Em 2022 tivemos um grande destaque para o cenário feminino de League of Legends: o nascimento da Ignis Cup, o primeiro campeonato inclusivo realizado pela Riot Games. Dentro deste torneio uma figura ascendeu e se mostrou uma jogadora destaque: Flower, uma mulher trans que por conta de sua jogabilidade ganhou o Prêmio de Melhor Jogadora no Prêmio CBLOL.
Poucos dias depois, conversas particulares de teor sexual entre ela e uma adolescente foram vazadas nas redes sociais e nesta quarta-feira (21) a paiN Gaming divulgou oficialmente o desligamento da atleta Alessandra Ribeiro.
Contudo, não me aterei a este fato: Flower está sofrendo o reflexo de seus atos ao ser oficialmente desligada da paiN Gaming e quaisquer outras consequências futuras, legais ou não, serão decididas pelas autoridades competentes.
Mas precisamos falar de algo: pelo cenário, me deparei com muitas pessoas e personalidades se referindo a este acontecimento quase como um baque irreparável ao cenário feminino, como se este fosse oficialmente morrer e ficar manchado eternamente, além dos diversos ataques transfóbicos velados de “justiça”, é claro.
Quanto aos ataques transfóbicos que vieram à tona, a frase mais preocupante que li, repetidamente, escritas de diferentes formas e vinda de diferentes usuários do Twitter, foi: “um homem no cenário feminino sendo pedófilo, que novidade”. Esse tipo de insinuação, além de reforçar o estigma de pessoas trans estarem relacionadas à violência sexual infantil, quando 95.4% de abusadores infantis são homens cis de acordo com dados que podem ser acessados no Anuário Brasileiro de Segurança Publica de 2022, se enquadra como ato criminoso de transfobia reconhecido desde 2019 pelo Supremo Tribunal Federal (STF). As pessoas – ironicamente em sua maioria homens cis – estão se aproveitando deste caso para transformar o cenário inclusivo em excludente, ao querer a restrição de mulheres trans e não-binários.
Quanto ao “baque irreparável ao cenário feminino de LoL”, chega a ser cômico se deparar com essa visão. Realmente, não é possível adivinhar quais serão os reflexos desta polêmica no cenário feminino no próximo ano, mas algo é interessante: essa “preocupação” nunca existiu no cenário masculino – que somente em teoria é misto.
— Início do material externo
use chrono::{DateTime, Utc};

/// Access-control events emitted by committed writes.
///
/// Events are always fired. If no listeners are registered, they are
/// silently ignored (no-op). Register listeners via
/// [`register_event_listeners`](crate::register_event_listeners) to handle
/// events.
#[derive(Debug, Clone)]
pub enum AccessEvent {
    /// An owner's entire direct grant set was atomically replaced.
    GrantsReplaced {
        owner_id: i64,
        grant_count: usize,
        at: DateTime<Utc>,
    },
    /// All of an owner's direct grants were removed ahead of owner
    /// deletion.
    GrantsPurged {
        owner_id: i64,
        at: DateTime<Utc>,
    },
}

impl AccessEvent {
    /// Returns a dot-separated event name for logging/tracing.
    pub fn name(&self) -> &'static str {
        match self {
            Self::GrantsReplaced { .. } => "access.grants.replaced",
            Self::GrantsPurged { .. } => "access.grants.purged",
        }
    }
}
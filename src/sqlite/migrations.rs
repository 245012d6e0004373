//! Feature-gated database migrations for `SQLite`.
//!
//! Migrations are embedded at compile time and run programmatically,
//! tracked in the `_cordon_migrations` table. Only migrations for enabled
//! features are compiled and executed.
//!
//! # Example
//!
//! ```rust,ignore
//! use cordon::sqlite::migrations;
//! use sqlx::SqlitePool;
//!
//! async fn setup_database(pool: &SqlitePool) -> Result<(), sqlx::Error> {
//!     migrations::run(pool).await?;
//!     Ok(())
//! }
//! ```

use sqlx::{Executor, SqlitePool};

/// Core migrations - always required.
const CORE_MIGRATIONS: &[(&str, &str)] = &[
    (
        "20250315000001_create_groups_table",
        include_str!("../../migrations_sqlite/core/20250315000001_create_groups_table.sql"),
    ),
    (
        "20250315000002_create_group_grants_table",
        include_str!("../../migrations_sqlite/core/20250315000002_create_group_grants_table.sql"),
    ),
];

/// Role bridge migrations.
#[cfg(feature = "roles")]
const ROLES_MIGRATIONS: &[(&str, &str)] = &[
    (
        "20250315000003_create_owner_roles_table",
        include_str!("../../migrations_sqlite/roles/20250315000003_create_owner_roles_table.sql"),
    ),
    (
        "20250315000004_create_role_group_grants_table",
        include_str!(
            "../../migrations_sqlite/roles/20250315000004_create_role_group_grants_table.sql"
        ),
    ),
];

/// Runs all database migrations for enabled features.
///
/// Migrations are executed in order and tracked in the `_cordon_migrations`
/// table.
pub async fn run(pool: &SqlitePool) -> Result<(), sqlx::Error> {
    // Create migrations tracking table
    pool.execute(
        r"
        CREATE TABLE IF NOT EXISTS _cordon_migrations (
            name TEXT PRIMARY KEY,
            applied_at TEXT NOT NULL DEFAULT (strftime('%Y-%m-%dT%H:%M:%fZ', 'now'))
        )
        ",
    )
    .await?;

    run_migrations(pool, CORE_MIGRATIONS).await?;

    #[cfg(feature = "roles")]
    run_migrations(pool, ROLES_MIGRATIONS).await?;

    Ok(())
}

/// Runs a set of migrations against the database.
///
/// # Limitations
///
/// SQL statements are split by semicolons (`;`). This means migrations
/// containing semicolons within string literals will not work correctly.
/// The bundled migrations are designed to avoid this issue.
async fn run_migrations(pool: &SqlitePool, migrations: &[(&str, &str)]) -> Result<(), sqlx::Error> {
    for (name, sql) in migrations {
        // Check if already applied
        let applied: bool =
            sqlx::query_scalar("SELECT EXISTS(SELECT 1 FROM _cordon_migrations WHERE name = ?)")
                .bind(*name)
                .fetch_one(pool)
                .await?;

        if !applied {
            // SQLite doesn't support multiple statements in one execute,
            // so we split by semicolons and run each statement.
            for statement in sql.split(';') {
                let trimmed = statement.trim();
                if !trimmed.is_empty() {
                    pool.execute(trimmed).await?;
                }
            }

            // Record migration
            sqlx::query("INSERT INTO _cordon_migrations (name) VALUES (?)")
                .bind(*name)
                .execute(pool)
                .await?;
        }
    }
    Ok(())
}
Deixem-me relembrá-los: recentemente o streamer e influenciador Kami, também da paiN Gaming, foi acusado de xenofobia. Wos, da antiga Vorax, foi acusado de abuso sexual. 4Lan foi processado por importunação sexual e continua com seus fãs. Outros jogadores estiveram envolvidos em diferentes polêmicas no ano de 2022 e até Tinowns, atualmente da LOUD, se viu no meio de acusações de agressão e abuso psicológico.
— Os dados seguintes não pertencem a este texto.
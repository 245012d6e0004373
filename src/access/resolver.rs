use std::collections::{HashMap, HashSet};
use std::sync::Arc;

use chrono::Utc;

use super::level::{normalize_access, AccessSpec};
use super::repository::{
    GroupGrantRepository, GroupRepository, NoopOwnerCache, OwnerCache, OwnerDirectory, RoleBridge,
};
use super::staged::{PendingGroup, StagedGrants};
use super::types::{Group, GroupGrant, GroupRef};
use crate::events::{dispatch, AccessEvent};
use crate::AccessError;

/// Resolves group access for owner entities.
///
/// Combines direct grants with optional role-derived access: attach a
/// [`RoleBridge`] when the owner type supports roles, and every read
/// operation unions the two sources. Without a bridge, indirect access
/// silently resolves to nothing.
///
/// Writes go through the staged two-phase API: stage an access map into a
/// [`StagedGrants`] buffer, then [`commit`](Self::commit) replaces the
/// owner's entire persisted grant set atomically. The `set_access_map_*`
/// methods do both in one call for owners that already have an id.
pub struct GroupAccessResolver<G, S>
where
    G: GroupRepository,
    S: GroupGrantRepository,
{
    groups: G,
    grants: S,
    roles: Option<Arc<dyn RoleBridge>>,
    cache: Arc<dyn OwnerCache>,
}

impl<G, S> GroupAccessResolver<G, S>
where
    G: GroupRepository,
    S: GroupGrantRepository,
{
    /// Creates a resolver without role support or caching.
    pub fn new(groups: G, grants: S) -> Self {
        Self {
            groups,
            grants,
            roles: None,
            cache: Arc::new(NoopOwnerCache),
        }
    }

    /// Attaches role-derived access. The capability is resolved here,
    /// once, not probed per call.
    #[must_use]
    pub fn with_role_bridge(mut self, bridge: Arc<dyn RoleBridge>) -> Self {
        self.roles = Some(bridge);
        self
    }

    /// Attaches a cache to invalidate per owner after committed writes.
    #[must_use]
    pub fn with_cache(mut self, cache: Arc<dyn OwnerCache>) -> Self {
        self.cache = cache;
        self
    }

    /// Checks whether the owner holds one of the requested access levels
    /// on the group, directly or through a role.
    ///
    /// The direct grant check runs first and short-circuits: the role
    /// bridge is never consulted when a direct grant already matches.
    ///
    /// # Returns
    ///
    /// - `Ok(true)` - A direct or role-derived grant matches an active group
    /// - `Ok(false)` - No match, or the group is inactive
    /// - `Err(AccessError::InvalidAccess)` - Malformed access specifier
    #[cfg_attr(
        feature = "tracing",
        tracing::instrument(name = "has_access", skip_all, err)
    )]
    pub async fn has_access(
        &self,
        owner_id: i64,
        group: impl Into<GroupRef>,
        access: impl Into<AccessSpec>,
    ) -> Result<bool, AccessError> {
        let levels = normalize_access(&access.into())?;
        let group_id = group.into().id();

        if self.grants.has_grant(owner_id, group_id, &levels).await? {
            return Ok(true);
        }

        match &self.roles {
            Some(bridge) => bridge.has_role_access(owner_id, group_id, &levels).await,
            None => Ok(false),
        }
    }

    /// Ids of all active groups the owner can access at one of the
    /// requested levels: the union of direct grants and role-derived
    /// access, de-duplicated.
    #[cfg_attr(
        feature = "tracing",
        tracing::instrument(name = "accessible_group_ids", skip_all, err)
    )]
    pub async fn accessible_group_ids(
        &self,
        owner_id: i64,
        access: impl Into<AccessSpec>,
    ) -> Result<HashSet<i64>, AccessError> {
        let levels = normalize_access(&access.into())?;

        let mut ids = self.grants.group_ids_with_access(owner_id, &levels).await?;
        if let Some(bridge) = &self.roles {
            ids.extend(bridge.group_ids_via_roles(owner_id, &levels).await?);
        }

        Ok(ids)
    }

    /// Group records for [`accessible_group_ids`](Self::accessible_group_ids),
    /// ordered by id.
    #[cfg_attr(
        feature = "tracing",
        tracing::instrument(name = "accessible_groups", skip_all, err)
    )]
    pub async fn accessible_groups(
        &self,
        owner_id: i64,
        access: impl Into<AccessSpec>,
    ) -> Result<Vec<Group>, AccessError> {
        let mut ids: Vec<i64> = self
            .accessible_group_ids(owner_id, access)
            .await?
            .into_iter()
            .collect();
        ids.sort_unstable();

        self.groups.find_by_ids(&ids).await
    }

    /// Ids of all owners that can access the group at one of the requested
    /// levels, directly or through a role.
    #[cfg_attr(
        feature = "tracing",
        tracing::instrument(name = "owner_ids_with_access", skip_all, err)
    )]
    pub async fn owner_ids_with_access(
        &self,
        group: impl Into<GroupRef>,
        access: impl Into<AccessSpec>,
    ) -> Result<HashSet<i64>, AccessError> {
        let levels = normalize_access(&access.into())?;
        let group_id = group.into().id();

        let mut ids = self.grants.owner_ids_with_access(group_id, &levels).await?;
        if let Some(bridge) = &self.roles {
            ids.extend(bridge.owner_ids_via_roles(group_id, &levels).await?);
        }

        Ok(ids)
    }

    /// Owner records for [`owner_ids_with_access`](Self::owner_ids_with_access),
    /// fetched through the host-supplied directory, ordered by id.
    pub async fn owners_with_access<D>(
        &self,
        directory: &D,
        group: impl Into<GroupRef>,
        access: impl Into<AccessSpec>,
    ) -> Result<Vec<D::Owner>, AccessError>
    where
        D: OwnerDirectory,
    {
        let mut ids: Vec<i64> = self
            .owner_ids_with_access(group, access)
            .await?
            .into_iter()
            .collect();
        ids.sort_unstable();

        directory.find_by_ids(&ids).await
    }

    /// The owner's direct grants as a map of group id to held access
    /// levels.
    ///
    /// Covers direct grants on active groups only - role-derived access is
    /// deliberately excluded from map views, which show the grants an
    /// administrator assigned rather than everything an owner can reach.
    #[cfg_attr(
        feature = "tracing",
        tracing::instrument(name = "access_map_by_id", skip_all, err)
    )]
    pub async fn access_map_by_id(
        &self,
        owner_id: i64,
    ) -> Result<HashMap<i64, Vec<String>>, AccessError> {
        let rows = self.grants.access_rows_for_owner(owner_id).await?;

        let mut map: HashMap<i64, Vec<String>> = HashMap::new();
        for row in rows {
            map.entry(row.group_id).or_default().push(row.access);
        }

        Ok(map)
    }

    /// Like [`access_map_by_id`](Self::access_map_by_id), keyed by group
    /// name.
    #[cfg_attr(
        feature = "tracing",
        tracing::instrument(name = "access_map_by_name", skip_all, err)
    )]
    pub async fn access_map_by_name(
        &self,
        owner_id: i64,
    ) -> Result<HashMap<String, Vec<String>>, AccessError> {
        let rows = self.grants.access_rows_for_owner(owner_id).await?;

        let mut map: HashMap<String, Vec<String>> = HashMap::new();
        for row in rows {
            map.entry(row.group_name).or_default().push(row.access);
        }

        Ok(map)
    }

    /// Buffers an id-keyed access map into `staged` without touching the
    /// store.
    ///
    /// Each value is normalized (so every staged set carries "full");
    /// group ids are not validated here - a nonexistent id fails the later
    /// commit and rolls the whole write back.
    pub fn stage_access_map_by_id(
        &self,
        staged: &mut StagedGrants,
        map: &HashMap<i64, AccessSpec>,
    ) -> Result<(), AccessError> {
        for (group_id, spec) in map {
            for level in normalize_access(spec)? {
                staged.push(PendingGroup::Id(*group_id), level);
            }
        }
        Ok(())
    }

    /// Buffers a name-keyed access map into `staged`, resolving each name
    /// to a group id (first match by id order wins).
    ///
    /// An unresolvable name is buffered as-is and rejects the later commit
    /// with [`AccessError::UnknownGroup`] - staging never fails on it.
    pub async fn stage_access_map_by_name(
        &self,
        staged: &mut StagedGrants,
        map: &HashMap<String, AccessSpec>,
    ) -> Result<(), AccessError> {
        for (name, spec) in map {
            let levels = normalize_access(spec)?;
            let group = match self.groups.find_by_name(name).await? {
                Some(group) => PendingGroup::Id(group.id),
                None => PendingGroup::Unresolved(name.clone()),
            };
            for level in levels {
                staged.push(group.clone(), level);
            }
        }
        Ok(())
    }

    /// Atomically replaces the owner's entire direct grant set with the
    /// staged buffer.
    ///
    /// Destroy-all plus bulk-insert run in one storage transaction; on any
    /// failure the prior grant set is left completely intact and the
    /// buffer is kept. On success the buffer is cleared, the owner's cache
    /// entry is invalidated, and a `GrantsReplaced` event is dispatched.
    ///
    /// # Returns
    ///
    /// - `Ok(grants)` - The newly created grant rows
    /// - `Err(AccessError::UnknownGroup)` - A staged name never resolved;
    ///   nothing was written
    /// - `Err(AccessError::DatabaseError)` - Store failure; transaction
    ///   rolled back
    #[cfg_attr(feature = "tracing", tracing::instrument(name = "commit_grants", skip_all, err))]
    pub async fn commit(
        &self,
        owner_id: i64,
        staged: &mut StagedGrants,
    ) -> Result<Vec<GroupGrant>, AccessError> {
        let grants = staged
            .resolve()
            .map_err(AccessError::UnknownGroup)?;

        let created = self.grants.replace_for_owner(owner_id, &grants).await?;
        staged.clear();

        self.cache.invalidate(owner_id);
        dispatch(AccessEvent::GrantsReplaced {
            owner_id,
            grant_count: created.len(),
            at: Utc::now(),
        })
        .await;

        Ok(created)
    }

    /// Stages and commits an id-keyed access map in one call.
    pub async fn set_access_map_by_id(
        &self,
        owner_id: i64,
        map: &HashMap<i64, AccessSpec>,
    ) -> Result<Vec<GroupGrant>, AccessError> {
        let mut staged = StagedGrants::new();
        self.stage_access_map_by_id(&mut staged, map)?;
        self.commit(owner_id, &mut staged).await
    }

    /// Stages and commits a name-keyed access map in one call.
    pub async fn set_access_map_by_name(
        &self,
        owner_id: i64,
        map: &HashMap<String, AccessSpec>,
    ) -> Result<Vec<GroupGrant>, AccessError> {
        let mut staged = StagedGrants::new();
        self.stage_access_map_by_name(&mut staged, map).await?;
        self.commit(owner_id, &mut staged).await
    }

    /// Removes every direct grant for the owner.
    ///
    /// The before-deletion entry point: hosts call this from the owner's
    /// delete path. Invalidates the cache entry and dispatches a
    /// `GrantsPurged` event.
    #[cfg_attr(feature = "tracing", tracing::instrument(name = "purge_owner", skip_all, err))]
    pub async fn purge_owner(&self, owner_id: i64) -> Result<u64, AccessError> {
        let removed = self.grants.delete_for_owner(owner_id).await?;

        self.cache.invalidate(owner_id);
        dispatch(AccessEvent::GrantsPurged {
            owner_id,
            at: Utc::now(),
        })
        .await;

        Ok(removed)
    }
}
Todos eles permaneceram intocáveis, assim como o cenário.
Uma outra evidência de como o cenário consegue ser machista é que quando mulheres são vítimas, como foi o caso de Mayumi ao ter seus dados privados invadidos, elas acabam por receber ataques virtuais, possuem sua integridade questionada e são constantemente ligadas a este fato em sua carreira. Isadora Basile, atualmente do The Enemy, sofreu ameaças de morte e violência sexual enquanto apresentadora do Xbox Brasil – e foi demitida pouquíssimo tempo depois. Enquanto isso, há casos de homens do cenário que também estiveram no papel de vítima, passando por situações de exposição de forma relativamente branda.
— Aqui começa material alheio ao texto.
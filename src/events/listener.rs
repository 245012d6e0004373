use async_trait::async_trait;

use super::AccessEvent;

/// Trait for handling access events asynchronously.
///
/// Implement this trait to create custom event listeners. Listeners can
/// perform any async operation: logging, audit trails, metrics, cache
/// warming, etc.
///
/// # Example
///
/// ```rust,ignore
/// use cordon::events::{AccessEvent, Listener};
/// use async_trait::async_trait;
///
/// struct MetricsListener;
///
/// #[async_trait]
/// impl Listener for MetricsListener {
///     async fn handle(&self, event: &AccessEvent) {
///         if let AccessEvent::GrantsReplaced { grant_count, .. } = event {
///             // record grant set size
///         }
///     }
/// }
/// ```
#[async_trait]
pub trait Listener: Send + Sync + 'static {
    /// Handle an access event.
    ///
    /// This method is called for every event dispatched. Filter by matching
    /// on the event variant to handle specific events.
    async fn handle(&self, event: &AccessEvent);
}
//! `SQLite` database backend implementations.
//!
//! This module provides `SQLite`-backed implementations for the repository
//! traits. Enable the `sqlx_sqlite` feature to use these implementations,
//! and the `roles` feature for the bundled role bridge.

mod grant;
mod group;
pub mod migrations;
#[cfg(feature = "roles")]
mod role_bridge;

pub use grant::SqliteGroupGrantRepository;
pub use group::SqliteGroupRepository;
#[cfg(feature = "roles")]
pub use role_bridge::SqliteRoleBridge;
use sqlx::SqlitePool;

/// Creates the `SQLite` repository instances from a connection pool.
pub fn create_repositories(pool: SqlitePool) -> (SqliteGroupRepository, SqliteGroupGrantRepository) {
    (
        SqliteGroupRepository::new(pool.clone()),
        SqliteGroupGrantRepository::new(pool),
    )
}

/// Builds a `?, ?, …` placeholder list for a dynamic `IN (…)` clause.
///
/// Values are always bound; only the placeholder count is interpolated.
fn placeholders(count: usize) -> String {
    vec!["?"; count].join(", ")
}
O cenário inclusivo de League of Legends
O cenário feminino e inclusivo de League of Legends foi fruto de um trabalho lindo de Fogueta, Lahgolas, Tabs, Ravena, Namaria, Rafaela Tomasi, Anyazita, Babii e muitas outras mulheres, tanto no stage quanto no backstage, e das iniciativas que estavam por trás como ReveLAH Casters e InHouse Jinx, e têm tudo para superar isso e continuar firme e forte.
Diversas mulheres e pessoas não-cis tiveram a oportunidade de estar em um ambiente profissional, de ver seus sonhos se tornarem realidade, de competirem. Em termos de resultados houve um engajamento impressionante – a grande final atualmente possui 121 mil visualizações na Twitch e 153 mil no YouTube – para algo que nasceu agora e muita representatividade para grupos que são continuamente esquecidos no cenário machista dos esports.
Agora tudo o que podemos esperar é maturidade por parte da Riot Games em gerir a situação e das organizações interessadas em ingressar e investir no cenário inclusivo. Lembrando também que as únicas organizações do CBLOL que investiram na Ignis Cup foram a paiN Gaming e a Miners – nenhuma outra sequer esteve presente nas qualificatórias.